How the Interest Rate Corridor Works
India's LAF interest rate corridor structure (as of April 2024):
- Marginal Standing Facility (MSF) rate: 6.75% — RBI lends to banks against SLR securities at above-repo; upper bound of corridor.
- Repo rate: 6.50% — RBI's policy rate; overnight lending to banks. The policy signalling rate.
- Standing Deposit Facility (SDF): 6.25% — RBI absorbs surplus liquidity from banks without collateral; functional floor of corridor.
- Reverse repo rate: 3.35% — Technically still published; not the operative floor. Banks prefer SDF (6.25%) over reverse repo (3.35%) for parking surplus.
The corridor width (MSF to SDF = 50 bps) is deliberately narrow to limit short-term money market rate volatility. During surplus liquidity conditions, call money rates gravitate toward the SDF rate (6.25%); during deficit conditions, toward MSF (6.75%).

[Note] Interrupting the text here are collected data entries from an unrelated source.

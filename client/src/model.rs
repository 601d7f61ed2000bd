use std::{fmt, str::FromStr};

use serde::{Deserialize, Serialize};
use thiserror::Error;

#[derive(Error, Debug, PartialEq)]
#[error("unsupported language: {0}")]
pub struct ParseLanguageError(pub String);

#[derive(Serialize, Deserialize, Debug, Clone, Copy, PartialEq, Eq)]
#[serde(rename_all = "lowercase")]
pub enum Language {
    Python,
    Java,
    Cpp,
    Js,
}

/// The starter program shown when a language is selected
#[derive(Debug, Clone, Copy, PartialEq, Eq)]
pub struct Sample {
    /// Display name of the source file
    pub file: &'static str,
    /// Source text
    pub code: &'static str,
}

impl Language {
    pub const ALL: [Language; 4] = [
        Language::Python,
        Language::Java,
        Language::Cpp,
        Language::Js,
    ];

    pub fn as_str(&self) -> &'static str {
        match self {
            Language::Python => "python",
            Language::Java => "java",
            Language::Cpp => "cpp",
            Language::Js => "js",
        }
    }

    pub fn sample(&self) -> Sample {
        match self {
            Language::Python => Sample {
                file: "main.py",
                code: "print(\"Hello World\")",
            },
            Language::Java => Sample {
                file: "Main.java",
                code: "public class Main{\n    public static void main(String[] args){\n        System.out.println(\"Hello World\");\n    }\n}",
            },
            Language::Cpp => Sample {
                file: "main.cpp",
                code: "#include <iostream>\nint main(){\n    std::cout << \"Hello World\";\n    return 0;\n}",
            },
            Language::Js => Sample {
                file: "main.js",
                code: "console.log(\"Hello World\")",
            },
        }
    }

    /// Guess the language of a source file from its extension.
    pub fn from_extension(extension: &str) -> Option<Language> {
        match extension.to_ascii_lowercase().as_str() {
            "py" => Some(Language::Python),
            "java" => Some(Language::Java),
            "cpp" | "cc" | "cxx" => Some(Language::Cpp),
            "js" | "mjs" => Some(Language::Js),
            _ => None,
        }
    }
}

impl fmt::Display for Language {
    fn fmt(&self, f: &mut fmt::Formatter<'_>) -> fmt::Result {
        f.write_str(self.as_str())
    }
}

impl FromStr for Language {
    type Err = ParseLanguageError;

    fn from_str(s: &str) -> Result<Self, Self::Err> {
        Language::ALL
            .into_iter()
            .find(|lang| lang.as_str() == s)
            .ok_or_else(|| ParseLanguageError(s.to_string()))
    }
}

#[derive(Debug, Clone, PartialEq)]
pub struct ExecutionRequest {
    pub language: Language,
    pub code: String,
}

#[derive(Serialize, Debug)]
pub struct RunBody<'a> {
    pub code: &'a str,
}

#[derive(Debug, Clone, PartialEq, Eq)]
pub struct ExecutionResult {
    pub output: String,
}

#[derive(Serialize, Deserialize, Debug, Clone, Copy, PartialEq, Eq)]
#[serde(rename_all = "lowercase")]
pub enum AssistAction {
    Explain,
    Fix,
    Optimize,
}

impl AssistAction {
    pub fn as_str(&self) -> &'static str {
        match self {
            AssistAction::Explain => "explain",
            AssistAction::Fix => "fix",
            AssistAction::Optimize => "optimize",
        }
    }
}

impl fmt::Display for AssistAction {
    fn fmt(&self, f: &mut fmt::Formatter<'_>) -> fmt::Result {
        f.write_str(self.as_str())
    }
}

#[derive(Debug, Clone, PartialEq)]
pub struct AssistRequest {
    pub action: AssistAction,
    pub language: Language,
    pub code: String,
    /// Output of the last run, only sent along with a fix
    pub output: Option<String>,
}

impl AssistRequest {
    pub fn new(action: AssistAction, language: Language, code: String) -> Self {
        AssistRequest {
            action,
            language,
            code,
            output: None,
        }
    }

    pub fn with_output(mut self, output: String) -> Self {
        self.output = Some(output);
        self
    }

    pub fn body(&self) -> AssistBody<'_> {
        AssistBody {
            code: &self.code,
            language: self.language,
            output: match self.action {
                AssistAction::Fix => self.output.as_deref(),
                _ => None,
            },
        }
    }
}

#[derive(Serialize, Debug)]
pub struct AssistBody<'a> {
    pub code: &'a str,
    pub language: Language,
    #[serde(skip_serializing_if = "Option::is_none")]
    pub output: Option<&'a str>,
}

#[derive(Debug, Clone, PartialEq, Eq)]
pub enum AssistResult {
    Explanation(String),
    FixedCode(String),
    OptimizedCode(String),
}

impl AssistResult {
    pub fn new(action: AssistAction, text: String) -> Self {
        match action {
            AssistAction::Explain => AssistResult::Explanation(text),
            AssistAction::Fix => AssistResult::FixedCode(text),
            AssistAction::Optimize => AssistResult::OptimizedCode(text),
        }
    }

    /// The markdown text returned by the assistant
    pub fn text(&self) -> &str {
        match self {
            AssistResult::Explanation(text)
            | AssistResult::FixedCode(text)
            | AssistResult::OptimizedCode(text) => text,
        }
    }

    pub fn into_text(self) -> String {
        match self {
            AssistResult::Explanation(text)
            | AssistResult::FixedCode(text)
            | AssistResult::OptimizedCode(text) => text,
        }
    }
}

Why It Matters for Investors
- Short-end yield floor: SDF rate (the functional reverse repo) sets the floor for overnight rates — call money, T-Rep rates, and liquid fund returns gravitate toward this floor during periods of banking system surplus.
- Liquid fund returns: Liquid funds that hold overnight instruments earn returns close to SDF rate (6.25%) in surplus liquidity conditions, and closer to repo (6.50%) during deficit conditions.
- RBI signalling: Historically, a widening of the repo-reverse repo corridor (e.g., cutting reverse repo while keeping repo stable, as in 2020) signals an intent to push more liquidity into the system more aggressively than a repo cut alone would achieve.
- Banking sector: When banks have excess liquidity (post-advance tax inflows, festive season deposit surge), they park funds at SDF. The volume of SDF absorption published by RBI daily is a real-time liquidity gauge.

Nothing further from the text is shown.